The three methods used to estimate a model of population relationships and historical associations in M. oregonensis differ in two fundamental aspects: (1) the degree to which they consider the information contained in DNA sequences, and (2) the extent to which the inference procedure is sensitive to assumptions about the processes underlying the geographic structuring of genetic variation. The impacts of these differences are expected to influence not only the ability to resolve the population tree, but also the accuracy of the estimated population relationships from each of the methods. Both may contribute to the inconsistencies between the models of population divergence estimated from the different methods (Fig. 4).

Both the shallowest divergence clustering and minimizing the number of deep coalescence takes into account the stochastic sorting of gene lineages by genetic drift, and incorporate information inherent in the genealogical relationships among alleles, when estimating the population tree.
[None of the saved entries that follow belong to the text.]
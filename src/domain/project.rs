// ==========================================
// Portal IntraAMVALI - Modelo de domínio: Projeto
// ==========================================
// Invariantes do modelo:
// - ipr_score é sempre derivado de (impact, urgency, cost, complexity);
//   quando complexity está ausente o score também fica ausente
// - progress_percent é sempre derivado da razão de etapas concluídas
// - revision é o campo de lock otimista (nunca exposto para edição)
// ==========================================

use crate::domain::types::{Complexity, ProjectStatus, ProjectType, StageStatus};
use chrono::{DateTime, Utc};
use serde::{Deserialize, Serialize};

// ==========================================
// ProjectStage - etapa do roadmap
// ==========================================
#[derive(Debug, Clone, Serialize, Deserialize)]
pub struct ProjectStage {
    pub name: String,
    pub status: StageStatus,
    /// Carimbado na primeira transição para in_progress
    pub started_at: Option<DateTime<Utc>>,
    pub completed_at: Option<DateTime<Utc>>,
    pub notes: Option<String>,
}

impl ProjectStage {
    pub fn new(name: impl Into<String>) -> Self {
        Self {
            name: name.into(),
            status: StageStatus::Pending,
            started_at: None,
            completed_at: None,
            notes: None,
        }
    }

    /// Roadmap padrão de todo projeto do consórcio (6 etapas)
    pub fn default_roadmap() -> Vec<ProjectStage> {
        vec![
            ProjectStage::new("Solicitação Formal"),
            ProjectStage::new("Briefing Técnico"),
            ProjectStage::new("Diagnóstico de Complexidade"),
            ProjectStage::new("Validação Conjunta"),
            ProjectStage::new("Execução"),
            ProjectStage::new("Entrega e Encerramento"),
        ]
    }
}

// ==========================================
// Project - entidade principal
// ==========================================
// Alinhado à tabela `project` (ver db.rs); assigned_team e stages são
// colunas JSON (listas pequenas, sempre lidas/escritas em bloco).
#[derive(Debug, Clone, Serialize, Deserialize)]
pub struct Project {
    // ===== Identidade =====
    pub id: String,
    pub title: String,
    pub description: String,

    // ===== Classificação =====
    pub project_type: ProjectType,
    pub municipality_id: String,
    pub municipality_name: String,
    /// Prioridade em estrelas [1,5] (entrada do orçamento por área)
    pub priority: i32,
    pub complexity: Option<Complexity>,

    // ===== Insumos de pontuação [1,10] =====
    pub impact_score: i32,
    pub urgency_score: i32,
    pub cost_score: i32,
    /// Derivado; None enquanto complexity estiver ausente
    pub ipr_score: Option<f64>,

    // ===== Ciclo de vida =====
    pub status: ProjectStatus,
    /// Estado anterior à pausa (permite retomada exata)
    pub paused_from: Option<ProjectStatus>,
    pub stages: Vec<ProjectStage>,
    /// Derivado de stages; recalculado a cada mutação de etapa
    pub progress_percent: f64,

    // ===== Alocação =====
    pub assigned_team: Vec<String>,

    // ===== Contexto da solicitação =====
    pub location: Option<String>,
    pub scope: Option<String>,
    pub purpose: Option<String>,
    pub estimated_deadline: Option<DateTime<Utc>>,
    /// Última justificativa do diagnóstico consultivo
    pub ai_justification: Option<String>,

    // ===== Auditoria e concorrência =====
    pub created_at: DateTime<Utc>,
    pub updated_at: DateTime<Utc>,
    #[serde(skip_serializing_if = "Option::is_none")]
    pub revision: Option<i32>,
}

// ==========================================
// NewProject - payload de criação
// ==========================================
#[derive(Debug, Clone, Serialize, Deserialize)]
pub struct NewProject {
    pub title: String,
    pub description: String,
    pub project_type: ProjectType,
    pub municipality_id: String,
    #[serde(default = "default_priority")]
    pub priority: i32,
    pub location: Option<String>,
    pub scope: Option<String>,
    pub purpose: Option<String>,
    #[serde(default = "default_score")]
    pub impact_score: i32,
    #[serde(default = "default_score")]
    pub urgency_score: i32,
    #[serde(default = "default_score")]
    pub cost_score: i32,
}

fn default_priority() -> i32 {
    3
}

fn default_score() -> i32 {
    1
}

// ==========================================
// ProjectPatch - payload de atualização parcial
// ==========================================
// Campos None são preservados; qualquer mudança em insumos de pontuação
// dispara o recálculo do IPR na camada de API.
#[derive(Debug, Clone, Default, Serialize, Deserialize)]
pub struct ProjectPatch {
    pub title: Option<String>,
    pub description: Option<String>,
    pub priority: Option<i32>,
    pub complexity: Option<Complexity>,
    pub location: Option<String>,
    pub scope: Option<String>,
    pub purpose: Option<String>,
    pub estimated_deadline: Option<DateTime<Utc>>,
    pub impact_score: Option<i32>,
    pub urgency_score: Option<i32>,
    pub cost_score: Option<i32>,
}

impl ProjectPatch {
    /// Indica se a atualização toca algum insumo do IPR
    pub fn touches_scoring_inputs(&self) -> bool {
        self.impact_score.is_some()
            || self.urgency_score.is_some()
            || self.cost_score.is_some()
            || self.complexity.is_some()
    }
}

#[cfg(test)]
mod tests {
    use super::*;

    #[test]
    fn test_default_roadmap_has_six_pending_stages() {
        let roadmap = ProjectStage::default_roadmap();
        assert_eq!(roadmap.len(), 6);
        assert!(roadmap.iter().all(|s| s.status == StageStatus::Pending));
        assert_eq!(roadmap[0].name, "Solicitação Formal");
        assert_eq!(roadmap[5].name, "Entrega e Encerramento");
    }

    #[test]
    fn test_patch_scoring_detection() {
        let patch = ProjectPatch {
            title: Some("novo título".into()),
            ..Default::default()
        };
        assert!(!patch.touches_scoring_inputs());

        let patch = ProjectPatch {
            urgency_score: Some(9),
            ..Default::default()
        };
        assert!(patch.touches_scoring_inputs());
    }
}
However, by utilizing only information from the first coalescence between populations (Takahata 1989), the shallowest divergence clustering method does not use information contained in the pattern of interspecific coalescence from the multiple gene copies sampled per population, whereas the method of minimizing the number of deep coalescence uses information contained across the entire gene genealogy (Maddison and Knowles 2006), albeit not in a full probabilistic framework (see Degnan and Salter 2005). These two methods contrast with minimizing the average genetic distance, in which information contained in the genealogical relationships among DNA sequences is not considered.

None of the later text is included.